■ **GIVEN RECORDS**
========================================

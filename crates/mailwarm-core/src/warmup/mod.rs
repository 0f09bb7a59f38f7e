//! The warm-up pipeline.
//!
//! ```text
//! Orchestrator::run_once
//!   └─ per active inbox (concurrently, isolated)
//!        ├─ PlanSchedule::plan_for ─→ due count
//!        ├─ WarmupStore::count_sends_since ─→ catch-up count
//!        ├─ repeat: choose peer → compose → execute_send → append_send_log
//!        └─ poll_and_react (never fails)
//! ```

pub mod composer;
pub mod executor;
pub mod inbound;
pub mod orchestrator;
pub mod peers;
pub mod plan;
mod settings;

pub use composer::{ComposedMessage, compose};
pub use executor::{SendOutcome, execute_send, truncate_error};
pub use inbound::{InboundFailure, InboundReport, InboundStep, poll_and_react};
pub use orchestrator::{InboxOutcome, Orchestrator, TickReport};
pub use peers::choose;
pub use plan::{PlanSchedule, daily_plan, due_count, minute_of_day, start_of_day};
pub use settings::WarmupSettings;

========================================

■ **TASK DESCRIPTION**
Your task is to write out, exactly, the line that holds "pub mod inbound;" and every line after it until the records end.

■ **ANSWER TO THE EXERCISE**
pub mod inbound;
pub mod orchestrator;
pub mod peers;
pub mod plan;
mod settings;

pub use composer::{ComposedMessage, compose};
pub use executor::{SendOutcome, execute_send, truncate_error};
pub use inbound::{InboundFailure, InboundReport, InboundStep, poll_and_react};
pub use orchestrator::{InboxOutcome, Orchestrator, TickReport};
pub use peers::choose;
pub use plan::{PlanSchedule, daily_plan, due_count, minute_of_day, start_of_day};
pub use settings::WarmupSettings;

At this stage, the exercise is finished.